Senyum manis dan lebar terpampang di depan Clarabelle. Wanita cantik dengan tubuh besar, padat, dan seksi berdiri di depan Clarabelle.
“Apa kabar? Aku benar, ini kamu, Clarabelle!” Wanita itu maju beberapa langkah dan memeluk Clarabelle dengan hangat.
“Oh, my God. Rita!” Clarabelle segera melempar senyum lepas. Kejutan yang menyenangkan. Rita, teman baiknya saat dia mengikuti reality show waktu itu. Siapa yang mengira mereka bisa bertemu secara kebetulan seperti itu.
“Senang sekali melihatmu lagi, Clarabelle!” Rita masih memandang dengan senyum lebar. Kedua tangannya memegang bahu Clarabelle.

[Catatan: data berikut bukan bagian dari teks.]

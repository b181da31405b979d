//! API request handlers.
//!
//! Each weather handler validates its query string, asks the shared
//! [`WeatherClient`](crate::weather::WeatherClient) for the current
//! conditions and returns them as JSON. Provider failures are mapped by
//! [`ApiError::from_weather`].

use axum::{
    Json,
    extract::{Query, State, rejection::QueryRejection},
    http::Uri,
};
use std::sync::Arc;
use tracing::instrument;

use crate::version;
use crate::weather::{WeatherData, WeatherQuery};

use super::AppState;
use super::error::{ApiError, ApiErrorBody};
use super::types::*;

/// Maximum accepted length of a location name.
const MAX_LOCATION_LENGTH: usize = 200;

const LOCATION_REQUIRED: &str = "Location parameter is required";
const LAT_LON_REQUIRED: &str = "Both lat and lon parameters are required";
const INVALID_COORDINATES: &str = "Lat and lon must be valid numbers";

/// Malformed query strings (a repeated key, say) still answer with the JSON
/// error body.
fn query_params<T>(query: Result<Query<T>, QueryRejection>) -> Result<T, ApiError> {
    query
        .map(|Query(params)| params)
        .map_err(|rejection| ApiError::bad_request(rejection.body_text()))
}

fn parse_coordinate(raw: &str) -> Option<f64> {
    raw.trim().parse::<f64>().ok().filter(|v| v.is_finite())
}

/// Current weather for a named location.
#[utoipa::path(
    get,
    path = "/api/weather/location",
    params(LocationParams),
    responses(
        (status = 200, description = "Current weather", body = WeatherData),
        (status = 400, description = "Missing or invalid location", body = ApiErrorBody),
        (status = 500, description = "Location not found or weather provider failure", body = ApiErrorBody),
    ),
    tag = "weather"
)]
#[instrument(skip_all, fields(location = tracing::field::Empty))]
pub async fn weather_by_location(
    State(state): State<Arc<AppState>>,
    query: Result<Query<LocationParams>, QueryRejection>,
) -> Result<Json<WeatherData>, ApiError> {
    let location = query_params(query)?
        .location
        .filter(|l| !l.trim().is_empty())
        .ok_or_else(|| ApiError::bad_request(LOCATION_REQUIRED))?;
    tracing::Span::current().record("location", location.as_str());

    if location.chars().count() > MAX_LOCATION_LENGTH {
        return Err(ApiError::bad_request(format!(
            "Location too long (max {} characters)",
            MAX_LOCATION_LENGTH
        )));
    }

    let query = WeatherQuery::Location(location);
    let data = state
        .weather
        .fetch(&query)
        .await
        .map_err(|e| ApiError::from_weather(e, &query))?;

    tracing::debug!(resolved = %data.location.name, "Location weather served");
    Ok(Json(data))
}

/// Current weather at a latitude/longitude pair.
#[utoipa::path(
    get,
    path = "/api/weather/coordinates",
    params(CoordinatesParams),
    responses(
        (status = 200, description = "Current weather", body = WeatherData),
        (status = 400, description = "Missing or non-numeric coordinates", body = ApiErrorBody),
        (status = 500, description = "Location not found or weather provider failure", body = ApiErrorBody),
    ),
    tag = "weather"
)]
#[instrument(skip_all, fields(lat = tracing::field::Empty, lon = tracing::field::Empty))]
pub async fn weather_by_coordinates(
    State(state): State<Arc<AppState>>,
    query: Result<Query<CoordinatesParams>, QueryRejection>,
) -> Result<Json<WeatherData>, ApiError> {
    let params = query_params(query)?;
    let (Some(lat), Some(lon)) = (
        params.lat.filter(|v| !v.is_empty()),
        params.lon.filter(|v| !v.is_empty()),
    ) else {
        return Err(ApiError::bad_request(LAT_LON_REQUIRED));
    };

    let (Some(lat), Some(lon)) = (parse_coordinate(&lat), parse_coordinate(&lon)) else {
        return Err(ApiError::bad_request(INVALID_COORDINATES));
    };
    let span = tracing::Span::current();
    span.record("lat", lat);
    span.record("lon", lon);

    let query = WeatherQuery::Coordinates { lat, lon };
    let data = state
        .weather
        .fetch(&query)
        .await
        .map_err(|e| ApiError::from_weather(e, &query))?;

    Ok(Json(data))
}

/// Liveness probe. Answers from whichever worker accepted the connection.
#[utoipa::path(
    get,
    path = "/health",
    responses(
        (status = 200, description = "Service is healthy", body = HealthResponse),
    ),
    tag = "health"
)]
#[instrument(skip(state))]
pub async fn health_check(State(state): State<Arc<AppState>>) -> Json<HealthResponse> {
    Json(HealthResponse {
        status: "ok".to_string(),
        message: "Server is running".to_string(),
        version: version::full_version().to_string(),
        environment: state.environment.clone(),
        pid: std::process::id(),
        worker_id: state.worker_id,
    })
}

/// Fallback for unmatched routes.
pub async fn not_found(uri: Uri) -> ApiError {
    tracing::trace!(path = %uri.path(), "No route matched");
    ApiError::not_found(format!("Route {} not found", uri.path()))
}

#[cfg(test)]
mod tests {
    use super::*;

    #[test]
    fn test_parse_coordinate() {
        assert_eq!(parse_coordinate("48.85"), Some(48.85));
        assert_eq!(parse_coordinate(" -2.35 "), Some(-2.35));
        assert_eq!(parse_coordinate("0"), Some(0.0));
        assert_eq!(parse_coordinate("north"), None);
        assert_eq!(parse_coordinate("NaN"), None);
        assert_eq!(parse_coordinate("inf"), None);
        assert_eq!(parse_coordinate(""), None);
    }

    #[test]
    fn test_query_params_rejection_is_bad_request() {
        let uri: Uri = "/api/weather/location?location=a&location=b".parse().unwrap();
        let err = query_params(Query::<LocationParams>::try_from_uri(&uri)).unwrap_err();
        assert_eq!(err.status, axum::http::StatusCode::BAD_REQUEST);
        assert!(err.message.contains("location"), "{}", err.message);
    }
}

“Aku bayar belanjaanku, lalu kita bicara.” Clarabelle mengacungkan keranjang yang dia pegang. Gilirannya untuk membayar di kasir.
Beberapa menit berikut kembali kedua wanita itu bicara. Tapi Clarabelle tidak bisa lama karena harus segera pulang. Rita tidak mau menyia-nyiakan kesempatan, dia memilih ikut ke rumah Clarabelle. Ada banyak yang dia ingin ceritakan. Dia masih punya setidaknya sampai tiga jam sebelum harus kembali ke hotel tempatnya menginap.
Tentu saja Clarabelle sangat senang. Mereka segera menuju ke rumah Adriano. Dengan senyum lebar Clarabelle mengenalkan ayahnya pada Rita. Wanita yang ramah itu segera akrab dengan Adriano. Setelah berbincang beberapa lama, Adriano kembali masuk ke kamar dan istirahat. Itulah waktu Clarabelle dan Rita bicara lebih jauh tentang hidup mereka masing-masing.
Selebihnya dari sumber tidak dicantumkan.